(Saved data entries)
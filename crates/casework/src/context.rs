//! The host test-context capability set.
//!
//! Everything in this crate talks to the surrounding test facility through
//! [`TestContext`] only: run a named sub-test, report a non-fatal failure,
//! report a fatal one. [`crate::Harness`] is the bundled implementation.

/// A handle to the currently running test or sub-test.
pub trait TestContext {
    /// Full name of this test, nested names joined with `/`.
    fn name(&self) -> &str;

    /// Register and run a named sub-test.
    ///
    /// `body` receives the sub-test's own context; failures reported on it
    /// belong to the sub-test (and mark this context failed as well).
    /// Returns `true` when the sub-test passed.
    fn run(&mut self, name: &str, body: &mut dyn FnMut(&mut dyn TestContext)) -> bool;

    /// Record a failure and keep going.
    fn error(&mut self, message: String);

    /// Record a failure and stop this test immediately.
    ///
    /// Siblings of this test are unaffected. Implementations usually unwind
    /// with [`crate::panic::stop_sub_test`] so the enclosing [`TestContext::run`]
    /// can resume with the next sibling.
    fn fatal(&mut self, message: String) -> !;

    /// Whether this test (or any of its sub-tests) has failed.
    fn failed(&self) -> bool;
}
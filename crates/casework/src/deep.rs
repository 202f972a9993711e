//! Value trees for deep equality
//!
//! [`capture`] records a value through its `Serialize` impl as a [`Node`]
//! tree covering the whole serde data model. `None` and `Some(())` stay
//! apart, as do newtype wrappers and the variants of an enum. Integers keep
//! their full 128-bit range and map keys may be any serializable value.
//!
//! Two trees are equal when they have the same shape and equal leaves. Map
//! entries are matched regardless of order. Floats compare numerically, so
//! `NaN` is never equal to anything.

use serde::ser::{self, Serialize};
use std::fmt;
use thiserror::Error;

/// A value's `Serialize` impl reported an error.
#[derive(Error, Debug, Clone, PartialEq, Eq)]
#[error("{0}")]
pub struct CaptureError(String);

impl ser::Error for CaptureError {
    fn custom<T: fmt::Display>(msg: T) -> Self {
        CaptureError(msg.to_string())
    }
}

/// One captured value.
#[derive(Debug, Clone, PartialEq)]
pub enum Node {
    Bool(bool),
    Signed(i128),
    Unsigned(u128),
    F32(f32),
    F64(f64),
    Char(char),
    Str(String),
    Bytes(Vec<u8>),
    Option(Option<Box<Node>>),
    Unit,
    UnitStruct(&'static str),
    UnitVariant {
        name: &'static str,
        variant: &'static str,
    },
    NewtypeStruct(&'static str, Box<Node>),
    NewtypeVariant {
        name: &'static str,
        variant: &'static str,
        value: Box<Node>,
    },
    Seq(Vec<Node>),
    Tuple(Vec<Node>),
    TupleStruct(&'static str, Vec<Node>),
    TupleVariant {
        name: &'static str,
        variant: &'static str,
        fields: Vec<Node>,
    },
    Map(Entries),
    Struct(&'static str, Vec<(&'static str, Node)>),
    StructVariant {
        name: &'static str,
        variant: &'static str,
        fields: Vec<(&'static str, Node)>,
    },
}

/// Map entries in serialization order; equality ignores the order.
#[derive(Debug, Clone, Default)]
pub struct Entries(pub Vec<(Node, Node)>);

impl PartialEq for Entries {
    fn eq(&self, other: &Self) -> bool {
        if self.0.len() != other.0.len() {
            return false;
        }
        let mut used = vec![false; other.0.len()];
        self.0.iter().all(|entry| {
            let found = other
                .0
                .iter()
                .enumerate()
                .position(|(idx, candidate)| !used[idx] && candidate == entry);
            match found {
                Some(idx) => {
                    used[idx] = true;
                    true
                }
                None => false,
            }
        })
    }
}

/// Capture `value` as a [`Node`] tree.
pub fn capture<T>(value: &T) -> Result<Node, CaptureError>
where
    T: Serialize + ?Sized,
{
    value.serialize(Capture)
}

struct Capture;

impl ser::Serializer for Capture {
    type Ok = Node;
    type Error = CaptureError;
    type SerializeSeq = SeqCapture;
    type SerializeTuple = SeqCapture;
    type SerializeTupleStruct = SeqCapture;
    type SerializeTupleVariant = SeqCapture;
    type SerializeMap = MapCapture;
    type SerializeStruct = StructCapture;
    type SerializeStructVariant = StructCapture;

    fn serialize_bool(self, v: bool) -> Result<Node, CaptureError> {
        Ok(Node::Bool(v))
    }

    fn serialize_i8(self, v: i8) -> Result<Node, CaptureError> {
        Ok(Node::Signed(v.into()))
    }

    fn serialize_i16(self, v: i16) -> Result<Node, CaptureError> {
        Ok(Node::Signed(v.into()))
    }

    fn serialize_i32(self, v: i32) -> Result<Node, CaptureError> {
        Ok(Node::Signed(v.into()))
    }

    fn serialize_i64(self, v: i64) -> Result<Node, CaptureError> {
        Ok(Node::Signed(v.into()))
    }

    fn serialize_i128(self, v: i128) -> Result<Node, CaptureError> {
        Ok(Node::Signed(v))
    }

    fn serialize_u8(self, v: u8) -> Result<Node, CaptureError> {
        Ok(Node::Unsigned(v.into()))
    }

    fn serialize_u16(self, v: u16) -> Result<Node, CaptureError> {
        Ok(Node::Unsigned(v.into()))
    }

    fn serialize_u32(self, v: u32) -> Result<Node, CaptureError> {
        Ok(Node::Unsigned(v.into()))
    }

    fn serialize_u64(self, v: u64) -> Result<Node, CaptureError> {
        Ok(Node::Unsigned(v.into()))
    }

    fn serialize_u128(self, v: u128) -> Result<Node, CaptureError> {
        Ok(Node::Unsigned(v))
    }

    fn serialize_f32(self, v: f32) -> Result<Node, CaptureError> {
        Ok(Node::F32(v))
    }

    fn serialize_f64(self, v: f64) -> Result<Node, CaptureError> {
        Ok(Node::F64(v))
    }

    fn serialize_char(self, v: char) -> Result<Node, CaptureError> {
        Ok(Node::Char(v))
    }

    fn serialize_str(self, v: &str) -> Result<Node, CaptureError> {
        Ok(Node::Str(v.to_owned()))
    }

    fn serialize_bytes(self, v: &[u8]) -> Result<Node, CaptureError> {
        Ok(Node::Bytes(v.to_vec()))
    }

    fn serialize_none(self) -> Result<Node, CaptureError> {
        Ok(Node::Option(None))
    }

    fn serialize_some<T>(self, value: &T) -> Result<Node, CaptureError>
    where
        T: Serialize + ?Sized,
    {
        Ok(Node::Option(Some(Box::new(capture(value)?))))
    }

    fn serialize_unit(self) -> Result<Node, CaptureError> {
        Ok(Node::Unit)
    }

    fn serialize_unit_struct(self, name: &'static str) -> Result<Node, CaptureError> {
        Ok(Node::UnitStruct(name))
    }

    fn serialize_unit_variant(
        self,
        name: &'static str,
        _variant_index: u32,
        variant: &'static str,
    ) -> Result<Node, CaptureError> {
        Ok(Node::UnitVariant { name, variant })
    }

    fn serialize_newtype_struct<T>(
        self,
        name: &'static str,
        value: &T,
    ) -> Result<Node, CaptureError>
    where
        T: Serialize + ?Sized,
    {
        Ok(Node::NewtypeStruct(name, Box::new(capture(value)?)))
    }

    fn serialize_newtype_variant<T>(
        self,
        name: &'static str,
        _variant_index: u32,
        variant: &'static str,
        value: &T,
    ) -> Result<Node, CaptureError>
    where
        T: Serialize + ?Sized,
    {
        Ok(Node::NewtypeVariant {
            name,
            variant,
            value: Box::new(capture(value)?),
        })
    }

    fn serialize_seq(self, len: Option<usize>) -> Result<SeqCapture, CaptureError> {
        Ok(SeqCapture::new(SeqKind::Seq, len.unwrap_or(0)))
    }

    fn serialize_tuple(self, len: usize) -> Result<SeqCapture, CaptureError> {
        Ok(SeqCapture::new(SeqKind::Tuple, len))
    }

    fn serialize_tuple_struct(
        self,
        name: &'static str,
        len: usize,
    ) -> Result<SeqCapture, CaptureError> {
        Ok(SeqCapture::new(SeqKind::TupleStruct(name), len))
    }

    fn serialize_tuple_variant(
        self,
        name: &'static str,
        _variant_index: u32,
        variant: &'static str,
        len: usize,
    ) -> Result<SeqCapture, CaptureError> {
        Ok(SeqCapture::new(SeqKind::TupleVariant { name, variant }, len))
    }

    fn serialize_map(self, len: Option<usize>) -> Result<MapCapture, CaptureError> {
        Ok(MapCapture {
            entries: Vec::with_capacity(len.unwrap_or(0)),
            key: None,
        })
    }

    fn serialize_struct(
        self,
        name: &'static str,
        len: usize,
    ) -> Result<StructCapture, CaptureError> {
        Ok(StructCapture {
            name,
            variant: None,
            fields: Vec::with_capacity(len),
        })
    }

    fn serialize_struct_variant(
        self,
        name: &'static str,
        _variant_index: u32,
        variant: &'static str,
        len: usize,
    ) -> Result<StructCapture, CaptureError> {
        Ok(StructCapture {
            name,
            variant: Some(variant),
            fields: Vec::with_capacity(len),
        })
    }
}

enum SeqKind {
    Seq,
    Tuple,
    TupleStruct(&'static str),
    TupleVariant {
        name: &'static str,
        variant: &'static str,
    },
}

struct SeqCapture {
    kind: SeqKind,
    items: Vec<Node>,
}

impl SeqCapture {
    fn new(kind: SeqKind, len: usize) -> Self {
        Self {
            kind,
            items: Vec::with_capacity(len),
        }
    }

    fn push<T>(&mut self, value: &T) -> Result<(), CaptureError>
    where
        T: Serialize + ?Sized,
    {
        self.items.push(capture(value)?);
        Ok(())
    }

    fn finish(self) -> Node {
        match self.kind {
            SeqKind::Seq => Node::Seq(self.items),
            SeqKind::Tuple => Node::Tuple(self.items),
            SeqKind::TupleStruct(name) => Node::TupleStruct(name, self.items),
            SeqKind::TupleVariant { name, variant } => Node::TupleVariant {
                name,
                variant,
                fields: self.items,
            },
        }
    }
}

impl ser::SerializeSeq for SeqCapture {
    type Ok = Node;
    type Error = CaptureError;

    fn serialize_element<T>(&mut self, value: &T) -> Result<(), CaptureError>
    where
        T: Serialize + ?Sized,
    {
        self.push(value)
    }

    fn end(self) -> Result<Node, CaptureError> {
        Ok(self.finish())
    }
}

impl ser::SerializeTuple for SeqCapture {
    type Ok = Node;
    type Error = CaptureError;

    fn serialize_element<T>(&mut self, value: &T) -> Result<(), CaptureError>
    where
        T: Serialize + ?Sized,
    {
        self.push(value)
    }

    fn end(self) -> Result<Node, CaptureError> {
        Ok(self.finish())
    }
}

impl ser::SerializeTupleStruct for SeqCapture {
    type Ok = Node;
    type Error = CaptureError;

    fn serialize_field<T>(&mut self, value: &T) -> Result<(), CaptureError>
    where
        T: Serialize + ?Sized,
    {
        self.push(value)
    }

    fn end(self) -> Result<Node, CaptureError> {
        Ok(self.finish())
    }
}

impl ser::SerializeTupleVariant for SeqCapture {
    type Ok = Node;
    type Error = CaptureError;

    fn serialize_field<T>(&mut self, value: &T) -> Result<(), CaptureError>
    where
        T: Serialize + ?Sized,
    {
        self.push(value)
    }

    fn end(self) -> Result<Node, CaptureError> {
        Ok(self.finish())
    }
}

struct MapCapture {
    entries: Vec<(Node, Node)>,
    key: Option<Node>,
}

impl ser::SerializeMap for MapCapture {
    type Ok = Node;
    type Error = CaptureError;

    fn serialize_key<T>(&mut self, key: &T) -> Result<(), CaptureError>
    where
        T: Serialize + ?Sized,
    {
        self.key = Some(capture(key)?);
        Ok(())
    }

    fn serialize_value<T>(&mut self, value: &T) -> Result<(), CaptureError>
    where
        T: Serialize + ?Sized,
    {
        let key = self
            .key
            .take()
            .ok_or_else(|| <CaptureError as ser::Error>::custom("map value without a key"))?;
        self.entries.push((key, capture(value)?));
        Ok(())
    }

    fn end(self) -> Result<Node, CaptureError> {
        Ok(Node::Map(Entries(self.entries)))
    }
}

struct StructCapture {
    name: &'static str,
    variant: Option<&'static str>,
    fields: Vec<(&'static str, Node)>,
}

impl StructCapture {
    fn push<T>(&mut self, key: &'static str, value: &T) -> Result<(), CaptureError>
    where
        T: Serialize + ?Sized,
    {
        self.fields.push((key, capture(value)?));
        Ok(())
    }

    fn finish(self) -> Node {
        match self.variant {
            None => Node::Struct(self.name, self.fields),
            Some(variant) => Node::StructVariant {
                name: self.name,
                variant,
                fields: self.fields,
            },
        }
    }
}

impl ser::SerializeStruct for StructCapture {
    type Ok = Node;
    type Error = CaptureError;

    fn serialize_field<T>(&mut self, key: &'static str, value: &T) -> Result<(), CaptureError>
    where
        T: Serialize + ?Sized,
    {
        self.push(key, value)
    }

    fn end(self) -> Result<Node, CaptureError> {
        Ok(self.finish())
    }
}

impl ser::SerializeStructVariant for StructCapture {
    type Ok = Node;
    type Error = CaptureError;

    fn serialize_field<T>(&mut self, key: &'static str, value: &T) -> Result<(), CaptureError>
    where
        T: Serialize + ?Sized,
    {
        self.push(key, value)
    }

    fn end(self) -> Result<Node, CaptureError> {
        Ok(self.finish())
    }
}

**WHAT IS REQUIRED**
Tell how many lines in the entries contain the string "TestContext", and give nothing beyond the number.

**OUTPUT FOR THIS EXERCISE**
4